Problem to solve.
For the data below, report only the number of lines containing the string "builder".

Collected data

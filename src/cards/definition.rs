//! Card definitions - static card data.
//!
//! `CardDefinition` holds the immutable properties of a card: its colour,
//! its combat value and the abilities it carries. Runtime data (which
//! entity it is, where it sits) lives on `CardInstance`.

use serde::{Deserialize, Serialize};

use crate::effects::{AbilityDefinition, TriggerKind};

/// Unique identifier for a card definition.
///
/// This identifies the "type" of card (e.g., "Rusty Sword"),
/// not a specific instance in an encounter.
#[derive(Clone, Copy, Debug, PartialEq, Eq, Hash, Serialize, Deserialize)]
pub struct CardId(pub u32);

impl CardId {
    /// Create a new card ID.
    #[must_use]
    pub const fn new(id: u32) -> Self {
        Self(id)
    }

    /// Get the raw ID value.
    #[must_use]
    pub const fn raw(self) -> u32 {
        self.0
    }
}

impl std::fmt::Display for CardId {
    fn fmt(&self, f: &mut std::fmt::Formatter<'_>) -> std::fmt::Result {
        write!(f, "Card({})", self.0)
    }
}

/// Colour class of a card.
///
/// Colour drives combat placement: some colours are barred from the attack
/// zone, some from combat entirely (see `EncounterConfig`).
#[derive(Clone, Copy, Debug, PartialEq, Eq, Hash, Serialize, Deserialize)]
pub enum CardColor {
    /// Weapons and strikes.
    Red,
    /// Shields and guards.
    Blue,
    /// Food, water and other provisions.
    Green,
    /// Utility cards.
    Gray,
}

/// Static card definition.
///
/// ## Example
///
/// ```
/// use card_encounter::cards::{CardColor, CardDefinition, CardId};
///
/// let sword = CardDefinition::new(CardId::new(1), "Rusty Sword", CardColor::Red)
///     .with_value(3);
///
/// assert_eq!(sword.value, 3);
/// assert!(sword.abilities.is_empty());
/// ```
#[derive(Clone, Debug, PartialEq, Serialize, Deserialize)]
pub struct CardDefinition {
    /// Unique identifier for this card definition.
    pub id: CardId,

    /// Card name (for display/debugging).
    pub name: String,

    /// Colour class.
    pub color: CardColor,

    /// Combat value. Counted toward attack in the attack zone and toward
    /// defense in the defense zone.
    pub value: i64,

    /// Abilities in declaration order.
    #[serde(default)]
    pub abilities: Vec<AbilityDefinition>,
}

impl CardDefinition {
    /// Create a new card definition with value 0 and no abilities.
    #[must_use]
    pub fn new(id: CardId, name: impl Into<String>, color: CardColor) -> Self {
        Self {
            id,
            name: name.into(),
            color,
            value: 0,
            abilities: Vec::new(),
        }
    }

    /// Set the combat value (builder pattern).
    #[must_use]
    pub fn with_value(mut self, value: i64) -> Self {
        self.value = value;
        self
    }

    /// Add an ability (builder pattern).
    #[must_use]
    pub fn with_ability(mut self, ability: AbilityDefinition) -> Self {
        self.abilities.push(ability);
        self
    }

    /// Abilities that fire on the given trigger, in declaration order.
    pub fn abilities_for(&self, trigger: TriggerKind) -> impl Iterator<Item = &AbilityDefinition> {
        self.abilities.iter().filter(move |a| a.trigger == trigger)
    }
}
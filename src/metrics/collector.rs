//! Metrics collection using Prometheus
//!
//! This module provides metrics collection for the cohort engine: provider
//! fetch outcomes and latency, and engine operation outcomes.

use crate::error::FetchError;
use crate::types::{Rating, RatingSystem};
use anyhow::Result;
use prometheus::{
    Histogram, HistogramOpts, HistogramVec, IntCounter, IntCounterVec, Opts, Registry,
    TextEncoder,
};
use std::sync::Arc;
use std::time::{Duration, Instant};

/// Main metrics collector for the cohort engine
#[derive(Clone)]
pub struct MetricsCollector {
    /// Prometheus registry
    registry: Arc<Registry>,

    /// Provider fetch metrics
    provider_metrics: ProviderMetrics,

    /// Engine operation metrics
    engine_metrics: EngineMetrics,
}

/// Provider fetch metrics
#[derive(Clone)]
pub struct ProviderMetrics {
    /// Fetches by system and outcome
    pub fetches_total: IntCounterVec,

    /// Fetch latency by system
    pub fetch_duration_seconds: HistogramVec,
}

/// Engine operation metrics
#[derive(Clone)]
pub struct EngineMetrics {
    /// Rating updates by outcome
    pub updates_total: IntCounterVec,

    /// Cohort autopicks by outcome
    pub autopicks_total: IntCounterVec,

    /// Updates that merged with at least one tolerated provider failure
    pub partial_merges_total: IntCounter,

    /// Time spent building progress reports for a population
    pub report_duration_seconds: Histogram,
}

/// Metric label for a fetch result
pub fn fetch_outcome_label(result: &std::result::Result<Rating, FetchError>) -> &'static str {
    match result {
        Ok(_) => "success",
        Err(FetchError::NotFound { .. }) => "not_found",
        Err(FetchError::Transient { .. }) => "transient",
        Err(FetchError::Timeout { .. }) => "timeout",
        Err(FetchError::Unsupported { .. }) => "unsupported",
    }
}

impl MetricsCollector {
    /// Create a new metrics collector with default registry
    pub fn new() -> Result<Self> {
        let registry = Arc::new(Registry::new());
        Self::with_registry(registry)
    }

    /// Create a new metrics collector with custom registry
    pub fn with_registry(registry: Arc<Registry>) -> Result<Self> {
        let provider_metrics = ProviderMetrics::new(&registry)?;
        let engine_metrics = EngineMetrics::new(&registry)?;

        Ok(Self {
            registry,
            provider_metrics,
            engine_metrics,
        })
    }

    /// Get the Prometheus registry
    pub fn registry(&self) -> Arc<Registry> {
        self.registry.clone()
    }

    /// Get provider metrics
    pub fn provider(&self) -> &ProviderMetrics {
        &self.provider_metrics
    }

    /// Get engine metrics
    pub fn engine(&self) -> &EngineMetrics {
        &self.engine_metrics
    }

    /// Record one provider fetch
    pub fn record_fetch(&self, system: RatingSystem, outcome: &str, duration: Duration) {
        self.provider_metrics
            .fetches_total
            .with_label_values(&[system.label(), outcome])
            .inc();

        self.provider_metrics
            .fetch_duration_seconds
            .with_label_values(&[system.label()])
            .observe(duration.as_secs_f64());
    }

    /// Record a finished rating update
    pub fn record_update(&self, outcome: &str, tolerated_failures: usize) {
        self.engine_metrics
            .updates_total
            .with_label_values(&[outcome])
            .inc();

        if tolerated_failures > 0 {
            self.engine_metrics.partial_merges_total.inc();
        }
    }

    /// Record a finished cohort autopick
    pub fn record_autopick(&self, outcome: &str) {
        self.engine_metrics
            .autopicks_total
            .with_label_values(&[outcome])
            .inc();
    }

    /// Record progress report generation time
    pub fn record_report(&self, duration: Duration) {
        self.engine_metrics
            .report_duration_seconds
            .observe(duration.as_secs_f64());
    }

    /// Render all metrics in the Prometheus text format
    pub fn render(&self) -> Result<String> {
        let metric_families = self.registry.gather();
        let encoder = TextEncoder::new();
        Ok(encoder.encode_to_string(&metric_families)?)
    }

    /// Start a timer for measuring operation duration
    pub fn start_timer(&self) -> MetricsTimer {
        MetricsTimer::start()
    }
}

impl std::fmt::Debug for MetricsCollector {
    fn fmt(&self, f: &mut std::fmt::Formatter<'_>) -> std::fmt::Result {
        f.debug_struct("MetricsCollector").finish_non_exhaustive()
    }
}

/// Timer for measuring operation durations
pub struct MetricsTimer {
    start: Instant,
}

impl MetricsTimer {
    pub fn start() -> Self {
        Self {
            start: Instant::now(),
        }
    }

    /// Get the elapsed duration
    pub fn elapsed(&self) -> Duration {
        self.start.elapsed()
    }

    /// Stop the timer and return the duration
    pub fn stop(self) -> Duration {
        self.elapsed()
    }
}

impl ProviderMetrics {
    fn new(registry: &Registry) -> Result<Self> {
        let fetches_total = IntCounterVec::new(
            Opts::new(
                "cohort_engine_provider_fetches_total",
                "Total provider rating fetches",
            ),
            &["system", "outcome"],
        )?;
        registry.register(Box::new(fetches_total.clone()))?;

        let fetch_duration_seconds = HistogramVec::new(
            HistogramOpts::new(
                "cohort_engine_provider_fetch_duration_seconds",
                "Provider rating fetch duration in seconds",
            )
            .buckets(vec![0.05, 0.1, 0.25, 0.5, 1.0, 2.5, 5.0, 10.0]),
            &["system"],
        )?;
        registry.register(Box::new(fetch_duration_seconds.clone()))?;

        Ok(Self {
            fetches_total,
            fetch_duration_seconds,
        })
    }
}

impl EngineMetrics {
    fn new(registry: &Registry) -> Result<Self> {
        let updates_total = IntCounterVec::new(
            Opts::new("cohort_engine_updates_total", "Total rating updates"),
            &["outcome"],
        )?;
        registry.register(Box::new(updates_total.clone()))?;

        let autopicks_total = IntCounterVec::new(
            Opts::new("cohort_engine_autopicks_total", "Total cohort autopicks"),
            &["outcome"],
        )?;
        registry.register(Box::new(autopicks_total.clone()))?;

        let partial_merges_total = IntCounter::new(
            "cohort_engine_partial_merges_total",
            "Updates merged with tolerated provider failures",
        )?;
        registry.register(Box::new(partial_merges_total.clone()))?;

        let report_duration_seconds = Histogram::with_opts(HistogramOpts::new(
            "cohort_engine_report_duration_seconds",
            "Progress report generation duration in seconds",
        ))?;
        registry.register(Box::new(report_duration_seconds.clone()))?;

        Ok(Self {
            updates_total,
            autopicks_total,
            partial_merges_total,
            report_duration_seconds,
        })
    }
}

impl Default for MetricsCollector {
    fn default() -> Self {
        Self::new().expect("Failed to create default metrics collector")
    }
}

#[cfg(test)]
mod tests {
    use super::*;

    #[test]
    fn test_metrics_collector_creation() {
        let collector = MetricsCollector::new().expect("Failed to create metrics collector");

        let _provider = collector.provider();
        let _engine = collector.engine();
    }

    #[test]
    fn test_fetch_recording() {
        let collector = MetricsCollector::new().expect("Failed to create metrics collector");

        collector.record_fetch(RatingSystem::Lichess, "success", Duration::from_millis(40));
        collector.record_fetch(RatingSystem::Lichess, "timeout", Duration::from_millis(500));

        assert_eq!(
            collector
                .provider()
                .fetches_total
                .with_label_values(&["lichess", "success"])
                .get(),
            1
        );
        assert_eq!(
            collector
                .provider()
                .fetch_duration_seconds
                .with_label_values(&["lichess"])
                .get_sample_count(),
            2
        );
    }

    #[test]
    fn test_partial_merges_counted() {
        let collector = MetricsCollector::new().expect("Failed to create metrics collector");

        collector.record_update("success", 0);
        collector.record_update("partial", 2);

        assert_eq!(collector.engine().partial_merges_total.get(), 1);
        assert_eq!(
            collector
                .engine()
                .updates_total
                .with_label_values(&["partial"])
                .get(),
            1
        );
    }

    #[test]
    fn test_fetch_outcome_labels() {
        assert_eq!(fetch_outcome_label(&Ok(1500)), "success");
        assert_eq!(
            fetch_outcome_label(&Err(FetchError::Timeout { timeout_ms: 10 })),
            "timeout"
        );
        assert_eq!(
            fetch_outcome_label(&Err(FetchError::NotFound {
                username: "ghost".to_string()
            })),
            "not_found"
        );
    }

    #[test]
    fn test_render_text_format() {
        let collector = MetricsCollector::new().expect("Failed to create metrics collector");
        collector.record_autopick("success");

        let output = collector.render().unwrap();
        assert!(output.contains("cohort_engine_autopicks_total"));
    }

    #[test]
    fn test_metrics_timer() {
        let collector = MetricsCollector::new().expect("Failed to create metrics collector");
        let timer = collector.start_timer();

        std::thread::sleep(Duration::from_millis(10));
        let duration = timer.elapsed();

        assert!(duration >= Duration::from_millis(10));

        let final_duration = timer.stop();
        assert!(final_duration >= Duration::from_millis(10));
    }
}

Exercise answer.
2